Когда загорится свет | страница 25



Кожаная куртка скрипит, когда люди несут мертвого. Два гроба: в одном отец, в другом матрос. Они лежат оба в открытых гробах — матрос и отец. Они не шевелятся. И лицо у отца синее, страшное. Кто-то подходит и кладет возле этого опухшего лица букет красных цветов; они закрывают его почти целиком за исключением черных глаз, которые упрямо и твердо смотрят в веселое светло-голубое небо.

На рыжий холмик свежевырытой глины один за другим поднимаются люди, они говорят про отца и матроса, В толпе громко плачет какая-то женщина, — нет, это не мать, мать стоит неподвижно, молчаливая, словно вросшая в землю. Это плачет Скорынина.

— Мировой пролетариат никогда не забудет…

Алексей еще не знает, что такое мировой пролетариат. Но он ясно слышит эти слова, они выделяются из гремящих речей, которые не доходят до его сознания. «Мировой пролетариат, мировой пролетариат», — повторяет он сухими губами, словно это заклинание — магический пароль, который нужно во что бы то ни стало запомнить.

Он ждет, не прозвучат ли они еще раз. Но выступления окончились. Толпа колыхнулась. Кто-то начал первый, за ним подхватили другие. Высоко, высоко понеслась песня. Люди поют отцу и Максиму прекрасные гневные слова, от которых несется вихрь, гнущий деревья, и гнев вздымает волосы на голове. Алексей не может петь, уста его скованы, и лицо словно застыло.
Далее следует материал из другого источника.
//! # archlens CLI
//!
//! Inspects how a repository would be chunked and manages the analysis cache.
//! No command calls a text-generation backend.
//!
//! ## Commands
//!
//! | Command | Description |
//! |---------|-------------|
//! | `archlens plan <dir>` | Print the chunk plan for a directory |
//! | `archlens boundaries <file>` | Print the structural boundaries of one file |
//! | `archlens rank <dir>` | Print file buckets and importance scores |
//! | `archlens cache stats` | Entry counts per cache namespace |
//! | `archlens cache purge-expired` | Delete entries older than the TTL |
//! | `archlens cache clear` | Delete every entry |

use anyhow::{Context, Result};
use archlens::cache::{AnalysisCache, CacheNamespace};
use archlens::chunking::{ChunkPlanner, ImportanceRanker, detect_boundaries};
use archlens::config::Config;
use archlens::error::ValidationError;
use archlens::ingest::{SourceLoader, detect_language};
use archlens::types::ChunkPlan;
use clap::{Parser, Subcommand};
use std::path::{Path, PathBuf};
use tracing_subscriber::EnvFilter;

#[derive(Parser)]
#[command(
    name = "archlens",
    about = "Token-budgeted chunking and response caching for repository architecture analysis",
    version = concat!(
        env!("CARGO_PKG_VERSION"),
        " (",
        env!("GIT_COMMIT_HASH"),
        ", built ",
        env!("BUILD_TIMESTAMP"),
        ")"
    )
)]
struct Cli {
    /// Path to a TOML configuration file; defaults to the platform config path
    #[arg(long, global = true, env = "ARCHLENS_CONFIG")]
    config: Option<PathBuf>,

    /// Enable debug logging
    #[arg(short, long, global = true)]
    verbose: bool,

    #[command(subcommand)]
    command: Commands,
}

#[derive(Subcommand)]
enum Commands {
    /// Print the chunk plan for a directory
    Plan {
        dir: PathBuf,

        /// Override the per-chunk token budget
        #[arg(long)]
        max_tokens: Option<usize>,

        /// Print the plan as JSON
        #[arg(long)]
        json: bool,
    },

    /// Print the structural boundaries detected in one file
    Boundaries { file: PathBuf },

    /// Print file buckets and importance scores
    Rank { dir: PathBuf },

    /// Manage the analysis cache
    Cache {
        #[command(subcommand)]
        action: CacheCommand,
    },
}

#[derive(Subcommand, Clone, Copy)]
enum CacheCommand {
    /// Entry counts and size per namespace
    Stats {
        /// cobol, generic or repository; all namespaces when omitted
        #[arg(long)]
        namespace: Option<CacheNamespace>,
    },
    /// Delete expired and unreadable entries
    PurgeExpired {
        #[arg(long)]
        namespace: Option<CacheNamespace>,
    },
    /// Delete every entry
    Clear {
        #[arg(long)]
        namespace: Option<CacheNamespace>,
    },
}

impl CacheCommand {
    fn namespace(&self) -> Option<CacheNamespace> {
        match self {
            CacheCommand::Stats { namespace }
            | CacheCommand::PurgeExpired { namespace }
            | CacheCommand::Clear { namespace } => *namespace,
        }
    }
}

fn load_config(path: Option<&Path>) -> Result<Config> {
    let mut config = match path {
        Some(path) => Config::from_file(path)?,
        None => Config::load_or_default()?,
    };
    config.apply_env_overrides();
    config.validate()?;
    Ok(config)
}

fn validate_dir(dir: &Path) -> Result<()> {
    if !dir.exists() {
        return Err(ValidationError::PathNotFound(dir.display().to_string()).into());
    }
    if !dir.is_dir() {
        return Err(ValidationError::NotADirectory(dir.display().to_string()).into());
    }
    Ok(())
}

fn print_plan(plan: &ChunkPlan) {
    println!(
        "Strategy: {} ({} chunks, {} tokens)",
        plan.strategy(),
        plan.len(),
        plan.total_tokens()
    );
    if let ChunkPlan::Structured(_, language) = plan {
        println!("Language: {}", language);
    }

    for chunk in plan.chunks() {
        println!();
        println!(
            "#{} {} [{} tokens]",
            chunk.sequence,
            chunk.banner(),
            chunk.token_count
        );
        for member in &chunk.members {
            print!("    {}:{}-{}", member.path, member.start_line, member.end_line);
            if member.overlap_lines > 0 {
                print!(" (overlap {})", member.overlap_lines);
            }
            println!();
        }
    }
}

fn plan(config: &Config, dir: &Path, max_tokens: Option<usize>, json: bool) -> Result<()> {
    validate_dir(dir)?;
    let mut config = config.clone();
    if let Some(max_tokens) = max_tokens {
        config.chunking.max_tokens = max_tokens;
        config.validate()?;
    }

    let files = SourceLoader::new(dir).with_config(config.ingest.clone()).load()?;
    let plan = ChunkPlanner::from_config(&config).plan(&files)?;

    if json {
        println!("{}", serde_json::to_string_pretty(&plan)?);
    } else {
        print_plan(&plan);
    }
    Ok(())
}

fn boundaries(file: &Path) -> Result<()> {
    let content = std::fs::read_to_string(file)
        .with_context(|| format!("Failed to read {}", file.display()))?;
    let language = detect_language(&file.to_string_lossy());
    let lines: Vec<&str> = content.lines().collect();
    let map = detect_boundaries(&lines, &language);

    println!("{} ({}): {} boundaries", file.display(), language, map.len());
    for boundary in map.iter() {
        println!(
            "{:>6}  {:<9} {}",
            boundary.line + 1,
            boundary.level.as_str(),
            boundary.label
        );
    }
    Ok(())
}

fn rank(config: &Config, dir: &Path) -> Result<()> {
    validate_dir(dir)?;
    let files = SourceLoader::new(dir).with_config(config.ingest.clone()).load()?;
    let ranker = ImportanceRanker::new(config.ranking.clone());

    for (bucket, members) in ranker.group(&files) {
        println!("{} ({} files)", bucket, members.len());
        for file in members {
            println!("  {:>7.1}  {}", ranker.importance(file), file.path);
        }
    }
    Ok(())
}

fn cache_command(config: &Config, action: CacheCommand) -> Result<()> {
    let namespaces: Vec<CacheNamespace> = match action.namespace() {
        Some(ns) => vec![ns],
        None => CacheNamespace::ALL.to_vec(),
    };

    for namespace in namespaces {
        let cache =
            AnalysisCache::open(&config.cache.directory, namespace, config.cache.ttl_hours)?;
        match action {
            CacheCommand::Stats { .. } => {
                let stats = cache.stats()?;
                println!(
                    "{}: {} entries ({} valid, {} expired), {} bytes",
                    stats.namespace, stats.total, stats.valid, stats.expired, stats.size_bytes
                );
            }
            CacheCommand::PurgeExpired { .. } => {
                println!("{}: removed {} expired entries", namespace, cache.purge_expired()?)
            }
            CacheCommand::Clear { .. } => {
                println!("{}: removed {} entries", namespace, cache.purge_all()?)
            }
        }
    }
    Ok(())
}

fn main() -> Result<()> {
    let cli = Cli::parse();

    let filter = if cli.verbose {
        EnvFilter::new("debug")
    } else {
        EnvFilter::try_from_default_env().unwrap_or_else(|_| EnvFilter::new("info"))
    };
    tracing_subscriber::fmt()
        .with_env_filter(filter)
        .with_writer(std::io::stderr)
        .init();

    let config = load_config(cli.config.as_deref())?;

    match cli.command {
        Commands::Plan {
            dir,
            max_tokens,
            json,
        } => plan(&config, &dir, max_tokens, json),
        Commands::Boundaries { file } => boundaries(&file),
        Commands::Rank { dir } => rank(&config, &dir),
        Commands::Cache { action } => cache_command(&config, action),
    }
}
Со стуком падают на крышку гроба комья земли. Уже не видно белых досок. Алексей вздрагивает, — так неожиданно раздается залп почетного салюта. Еще и еще раз. Теперь перед ним только холмик глины, под ним лежат оба — отец и Максим.

И только теперь мать падает на землю без крика, без слов, без звука, как срубленное дерево.

Алексей опускается на колени и кладет ее голову себе на плечо. Женщины помогают. Откуда-то приносят воду, и под ее холодными брызгами мать открывает глаза. И снова, как раньше, в молчании встает и смотрит на холмик рыжей глины. Человек в форме и другой в такой же кожаной куртке, как отец, что-то говорят матери. Алексей не слышит слов. Он терпеливо ждет, чтобы они кончили. А потом берет ее под руку и говорит взрослым, серьезным голосом:

— Пойдем, мама.

Мать минуту словно не понимает, что от нее хотят, но потом кивает головой и позволяет сыну увести себя. Алексей чувствует, как тяжело опирается она на него, и это наполняет его грустной, мучительной гордостью. Они медленно идут вдоль улицы домой.

Дома. В углу лежит недошитый костюм управляющего мельницей и на доске стоит давно остывший утюг. Мать подходит и кладет на утюг руку — осторожно, ласково. Ее глаза смотрят куда-то в пространство.